Functional Role of Two Protein-Associated Ubiquinone Molecules (Q-NF and Q-NS) for the Proton-Pumping Mechanism in Bovine Heart Complex I (NADH-Ubiquinone Oxidoreductase)

Abstract

We had characterized the function of two distinct protein-associated ubisemiquinone molecules in the proton-pumping mechanism in complex I (NADH-UQ oxidoreductase).We constructed most of the frame work of our proton-pumping hypothesis, utilizing EPR techniques before the X-ray structures of bacterial and mitochondrial complex I were reported by Sazanov's group and Brandt and his collaborators, respectively. The fast relaxing semiquinone (SQ-Nf) signal is extremely sensitive to the proton motive force (ΔP) imposed to the energy transducing membrane, strongly indicating its direct involvement in proton-pumping mechanism. Slow relaxing semiquinone (SQ-Ns) is not sensitive to ΔP. Although they show identical piericidin A sensitivity, they differ in rotenone sensitivity considerably as well as their SQ binding subunits. These differences were exploited using tightly coupled bovine heart submitochondrial particles with a high respiratory control ratio (>8).We determined the center-to-center distance of 12 A between SQ-Nf and its direct electron donor, iron-sulfur cluster N2 based on their spin-spin interaction analysis.
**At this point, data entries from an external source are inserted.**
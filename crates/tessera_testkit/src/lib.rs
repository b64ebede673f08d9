//! # Tessera Testkit
//!
//! Testing utilities for the Tessera journal.
//!
//! This crate provides:
//! - Temporary store fixtures for every backend kind
//! - A crash-injecting backend wrapper
//! - Property-based test generators
//! - Concurrent read/write stress drivers
//!
//! The testkit sits on top of `tessera_storage` only, so `tessera_core`
//! can use it from its own test suite.

#![deny(unsafe_code)]
#![warn(missing_docs)]

pub mod crash;
pub mod fixtures;
pub mod generators;
pub mod stress;

/// Re-export commonly used items.
pub mod prelude {
    pub use crate::crash::*;
    pub use crate::fixtures::*;
    pub use crate::generators::*;
    pub use crate::init_tracing;
    pub use crate::stress::*;
}

pub use crash::{CrashableBackend, CrashPoint};
pub use fixtures::{all_modes, open_store, store_options, TempStore};
pub use stress::{close_under_readers, round_trip, StressConfig, StressReport};

use tracing_subscriber::EnvFilter;

/// Installs a test-friendly `tracing` subscriber.
///
/// Output is filtered through `RUST_LOG` and captured by the test harness.
/// Calling this more than once is harmless.
pub fn init_tracing() {
    let filter = EnvFilter::try_from_default_env().unwrap_or_else(|_| EnvFilter::new("warn"));
    let _ = tracing_subscriber::fmt()
        .with_env_filter(filter)
        .with_test_writer()
        .try_init();
}
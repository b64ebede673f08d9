//! Commit records and the index that makes history addressable.

mod index;
mod record;

pub use index::{CommitRecordIndex, NODE_FANOUT};
pub use record::CommitRecord;
//! Error types for storage operations.

use crate::address::Address;
use std::io;
use thiserror::Error;

/// Result type for storage operations.
pub type StorageResult<T> = Result<T, StorageError>;

/// Errors that can occur during storage operations.
#[derive(Debug, Error)]
pub enum StorageError {
    /// An I/O error occurred.
    #[error("I/O error: {0}")]
    Io(#[from] io::Error),

    /// The address was never written by this store.
    #[error("address not written: {address} (next offset {next_offset})")]
    AddressNotWritten {
        /// The address that was requested.
        address: Address,
        /// The current write cursor of the store.
        next_offset: u64,
    },

    /// The null address was passed where a record address is required.
    #[error("address is null")]
    NullAddress,

    /// A record failed its checksum on read.
    #[error("checksum mismatch at {address}: expected {expected:08x}, got {actual:08x}")]
    ChecksumMismatch {
        /// The record address.
        address: Address,
        /// The checksum stored with the record.
        expected: u32,
        /// The checksum computed over the payload read back.
        actual: u32,
    },

    /// The store cannot grow to hold the requested bytes.
    #[error("capacity exceeded: need {needed} more bytes, user extent {user_extent}, limit {limit}")]
    Capacity {
        /// Bytes that did not fit.
        needed: u64,
        /// The user extent at the time of the request.
        user_extent: u64,
        /// The extent the store is not allowed to pass.
        limit: u64,
    },

    /// The record exceeds the byte count an address can carry.
    #[error("record too large: {len} bytes exceeds maximum of {max} bytes")]
    RecordTooLarge {
        /// Requested record length.
        len: usize,
        /// Maximum record length.
        max: usize,
    },

    /// An argument was rejected.
    #[error("invalid argument: {0}")]
    InvalidArgument(String),

    /// The operation is not supported by this backend.
    #[error("operation not supported by {mode} backend: {operation}")]
    Unsupported {
        /// The backend kind.
        mode: &'static str,
        /// The rejected operation.
        operation: &'static str,
    },

    /// The storage file is corrupted.
    #[error("storage corrupted: {0}")]
    Corrupted(String),

    /// Another process holds the backing file.
    #[error("backing file is locked by another process: {0}")]
    Locked(String),

    /// The storage is closed.
    #[error("storage is closed")]
    Closed,
}

impl StorageError {
    /// Returns true for the capacity family of errors.
    #[must_use]
    pub fn is_capacity(&self) -> bool {
        matches!(self, Self::Capacity { .. } | Self::RecordTooLarge { .. })
    }
}
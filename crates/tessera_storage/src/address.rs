//! Record addresses.
//!
//! An address packs the byte offset of a record (relative to the start of
//! the user region) and its payload length into a single `u64`:
//!
//! ```text
//! | offset (40 bits) | byte count (24 bits) |
//! ```
//!
//! A record always has a non-zero byte count, so the all-zero value is
//! free to serve as the null address.

use std::fmt;

/// Number of bits used for the record offset.
pub const OFFSET_BITS: u32 = 40;

/// Number of bits used for the payload byte count.
pub const BYTE_COUNT_BITS: u32 = 64 - OFFSET_BITS;

/// Largest payload a single record can hold.
pub const MAX_RECORD_SIZE: usize = (1 << BYTE_COUNT_BITS) - 1;

/// Largest offset an address can express.
pub const MAX_OFFSET: u64 = (1 << OFFSET_BITS) - 1;

const BYTE_COUNT_MASK: u64 = (1 << BYTE_COUNT_BITS) - 1;

/// Opaque handle for a record written to a storage backend.
#[derive(Debug, Clone, Copy, PartialEq, Eq, PartialOrd, Ord, Hash, Default)]
pub struct Address(u64);

impl Address {
    /// The null address.
    pub const NULL: Address = Address(0);

    /// Builds an address from an offset and payload length.
    ///
    /// Returns `None` when either component does not fit.
    #[must_use]
    pub fn new(offset: u64, byte_count: usize) -> Option<Self> {
        if offset > MAX_OFFSET || byte_count > MAX_RECORD_SIZE {
            return None;
        }
        Some(Self((offset << BYTE_COUNT_BITS) | byte_count as u64))
    }

    /// Reinterprets a raw encoded value.
    #[must_use]
    pub const fn from_raw(raw: u64) -> Self {
        Self(raw)
    }

    /// Returns the raw encoded value.
    #[must_use]
    pub const fn as_raw(self) -> u64 {
        self.0
    }

    /// Offset of the record within the user region.
    #[must_use]
    pub const fn offset(self) -> u64 {
        self.0 >> BYTE_COUNT_BITS
    }

    /// Payload length in bytes.
    #[must_use]
    pub const fn byte_count(self) -> usize {
        (self.0 & BYTE_COUNT_MASK) as usize
    }

    /// Returns true for [`Address::NULL`].
    #[must_use]
    pub const fn is_null(self) -> bool {
        self.0 == 0
    }
}

impl fmt::Display for Address {
    fn fmt(&self, f: &mut fmt::Formatter<'_>) -> fmt::Result {
        if self.is_null() {
            write!(f, "addr:null")
        } else {
            write!(f, "addr:{}+{}", self.offset(), self.byte_count())
        }
    }
}

#[cfg(test)]
mod tests {
    use super::*;
    use proptest::prelude::*;

    #[test]
    fn null_address() {
        assert!(Address::NULL.is_null());
        assert_eq!(Address::NULL.offset(), 0);
        assert_eq!(Address::NULL.byte_count(), 0);
        assert_eq!(format!("{}", Address::NULL), "addr:null");
    }

    #[test]
    fn first_record_is_not_null() {
        let addr = Address::new(0, 1).unwrap();
        assert!(!addr.is_null());
        assert_eq!(addr.offset(), 0);
        assert_eq!(addr.byte_count(), 1);
    }

    #[test]
    fn rejects_out_of_range_components() {
        assert!(Address::new(MAX_OFFSET + 1, 1).is_none());
        assert!(Address::new(0, MAX_RECORD_SIZE + 1).is_none());
        assert!(Address::new(MAX_OFFSET, MAX_RECORD_SIZE).is_some());
    }

    proptest! {
        #[test]
        fn components_survive_packing(offset in 0..=MAX_OFFSET, len in 1..=MAX_RECORD_SIZE) {
            let addr = Address::new(offset, len).unwrap();
            prop_assert_eq!(addr.offset(), offset);
            prop_assert_eq!(addr.byte_count(), len);
            prop_assert_eq!(Address::from_raw(addr.as_raw()), addr);
        }
    }
}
We have extended this work using reconstituted bovine heart complex I proteoliposomes which shows a respiratory control ratio >5. Our recent Q-band (33.9 GHz) EPR analysis of SQ-Nf and SQ-Ns spectra in the reconstituted proteoliposome system also supports our two-semiquinone model. We will compare our EPR-based model with the X-ray structure based proton-pumping models by Sazanov's group and Brandt with his collaborators.